Adjustments upon Changes in Common Stock; Other Corporate Events.

(a)Capitalization Adjustments. In the event of a Capitalization Adjustment, the
Board will appropriately and proportionately adjust: (i) the class(es) and
maximum number of securities subject to the Plan pursuant to Section 3(a); (ii)
the class(es) and maximum number of securities that may be issued pursuant to
the exercise of Incentive Stock Options pursuant to Section 3(d); (iii) the
class(es) and maximum number of securities that may be awarded to any person
pursuant to Sections 3(e) and 6(c)(i), and (iv) the class(es) and number of
securities and price per share of stock subject to outstanding Stock Awards. The
Board will make such adjustments, and its determination will be final, binding
and conclusive.

(b)Dissolution or Liquidation. Except as otherwise provided in the Stock Award
Agreement, in the event of a dissolution or liquidation of the Company, and upon
ten (10) days prior written notice, all outstanding Stock Awards (other than
Stock Awards consisting of vested and outstanding shares of Common Stock not
subject to the Company’s right of repurchase or a forfeiture condition) will
terminate immediately prior to the completion of such dissolution or
liquidation, and the shares of Common Stock subject to the Company’s repurchase
rights or a forfeiture condition may be repurchased or reacquired by the Company
notwithstanding the fact that the holder of such Stock Award is providing
Continuous Service, provided, however, that the Board may, in its sole
discretion, cause some or all Stock Awards to become fully vested, exercisable
and/or no longer subject to repurchase or forfeiture (to the extent such Stock
Awards have not previously expired or terminated) before the dissolution or
liquidation is completed but contingent on its completion.

(c)Corporate Transaction.

(i)
Stock Awards May Be Assumed.

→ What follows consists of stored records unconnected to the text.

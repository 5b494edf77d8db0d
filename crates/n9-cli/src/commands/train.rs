//! Train subcommand: dataset -> trained model -> artifact + C sources.

use crate::error::{CliError, Result};
use crate::output::{self, ConsoleObserver};
use neura9::dataset::load_dataset;
use neura9::export::{write_binary, write_c_array, write_c_header};
use neura9::format::convert;
use neura9::labels::NUM_CLASSES;
use neura9::model::Mlp;
use neura9::train::{fit, TrainConfig};
use std::path::PathBuf;

/// Arguments for `n9 train`.
pub(crate) struct TrainArgs {
    pub dataset: PathBuf,
    pub epochs: usize,
    pub batch_size: usize,
    pub learning_rate: f32,
    pub seed: Option<u64>,
    pub out_dir: PathBuf,
    pub symbol: String,
    pub save_model: Option<PathBuf>,
    pub allow_class_mismatch: bool,
}

/// Run the full training pipeline.
pub(crate) fn run(args: &TrainArgs) -> Result<()> {
    // Checked before any work so a bad path cannot leave partial outputs.
    if !args.dataset.exists() {
        return Err(CliError::DatasetNotFound(args.dataset.clone()));
    }

    output::section("Dataset");
    let (x, y) = load_dataset(&args.dataset)?;
    output::kv("path", args.dataset.display());
    output::kv("samples", x.n_rows());
    output::kv("features", x.n_cols());

    let mut model = Mlp::classifier(x.n_cols(), NUM_CLASSES, args.seed);
    output::section("Model");
    output::kv("classes", NUM_CLASSES);
    output::kv("parameters", model.num_parameters());

    output::section("Training");
    let config = TrainConfig {
        epochs: args.epochs,
        batch_size: args.batch_size,
        learning_rate: args.learning_rate,
        seed: args.seed,
        allow_class_mismatch: args.allow_class_mismatch,
        ..TrainConfig::default()
    };
    fit(&mut model, &x, &y, &config, &mut ConsoleObserver)?;

    if let Some(ckpt) = &args.save_model {
        model.save(ckpt)?;
        output::info(&format!("checkpoint saved to {}", ckpt.display()));
    }

    output::section("Export");
    let artifact = convert(&model)?;

    let binary_path = args.out_dir.join("neura9_defense_model.n9m");
    write_binary(&artifact, &binary_path)?;
    output::success(&format!(
        "artifact {} ({})",
        binary_path.display(),
        output::format_size(artifact.len() as u64)
    ));

    let c_array_path = args.out_dir.join("neura9_defense_model_data.cpp");
    write_c_array(&artifact, &c_array_path, &args.symbol)?;
    let header_path = args.out_dir.join("neura9_defense_model_data.h");
    write_c_header(&header_path, &args.symbol)?;
    output::success(&format!("byte array {}", c_array_path.display()));

    Ok(())
}
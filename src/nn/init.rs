//! Weight initialization.
//!
//! Kaiming/He uniform initialization (He et al., 2015), the scheme suited to
//! the ReLU hidden layers this crate trains.

use crate::primitives::Matrix;
use rand::rngs::StdRng;
use rand::{Rng, SeedableRng};

/// Kaiming uniform initialization (He et al., 2015).
///
/// Samples a `[out_features, in_features]` weight matrix from U(-bound, bound)
/// where bound = sqrt(6 / `fan_in`).
///
/// # Arguments
///
/// * `out_features` - Number of output features
/// * `in_features` - Number of input features (fan-in)
/// * `seed` - Optional random seed for reproducibility
#[must_use]
pub fn kaiming_uniform(out_features: usize, in_features: usize, seed: Option<u64>) -> Matrix<f32> {
    let bound = (6.0 / in_features as f32).sqrt();
    let mut rng = match seed {
        Some(s) => StdRng::seed_from_u64(s),
        None => StdRng::from_entropy(),
    };
    let data: Vec<f32> = (0..out_features * in_features)
        .map(|_| rng.gen_range(-bound..bound))
        .collect();
    Matrix::from_vec(out_features, in_features, data).expect("data length matches rows * cols")
}

#[cfg(test)]
mod tests {
    use super::*;

    #[test]
    fn test_shape_and_bound() {
        let w = kaiming_uniform(4, 16, Some(7));
        assert_eq!(w.shape(), (4, 16));
        let bound = (6.0_f32 / 16.0).sqrt();
        assert!(w.as_slice().iter().all(|&x| x > -bound && x < bound));
    }

    #[test]
    fn test_seed_reproducible() {
        let a = kaiming_uniform(8, 8, Some(42));
        let b = kaiming_uniform(8, 8, Some(42));
        assert_eq!(a.as_slice(), b.as_slice());
    }

    #[test]
    fn test_different_seeds_differ() {
        let a = kaiming_uniform(8, 8, Some(1));
        let b = kaiming_uniform(8, 8, Some(2));
        assert_ne!(a.as_slice(), b.as_slice());
    }
}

Except as otherwise stated in the Stock Award
Agreement, in the event of a Corporate Transaction, any surviving corporation or
acquiring corporation (or the surviving or acquiring corporation’s parent
company) may assume or continue any or all Stock Awards outstanding under the
Plan or may substitute similar stock awards for Stock Awards outstanding under
the Plan (including but not limited to, awards to acquire the same consideration
paid to the stockholders of the Company pursuant to the Corporate Transaction),
and any reacquisition or repurchase rights held by the Company in respect of
Common Stock issued pursuant to Stock Awards may be assigned by the Company to
the successor of the Company (or the successor’s parent company, if any), in
connection with such Corporate Transaction. A surviving corporation or acquiring
corporation (or its parent) may choose to assume or continue only a portion of a
Stock Award or substitute a similar stock award for only a portion of a Stock
Award.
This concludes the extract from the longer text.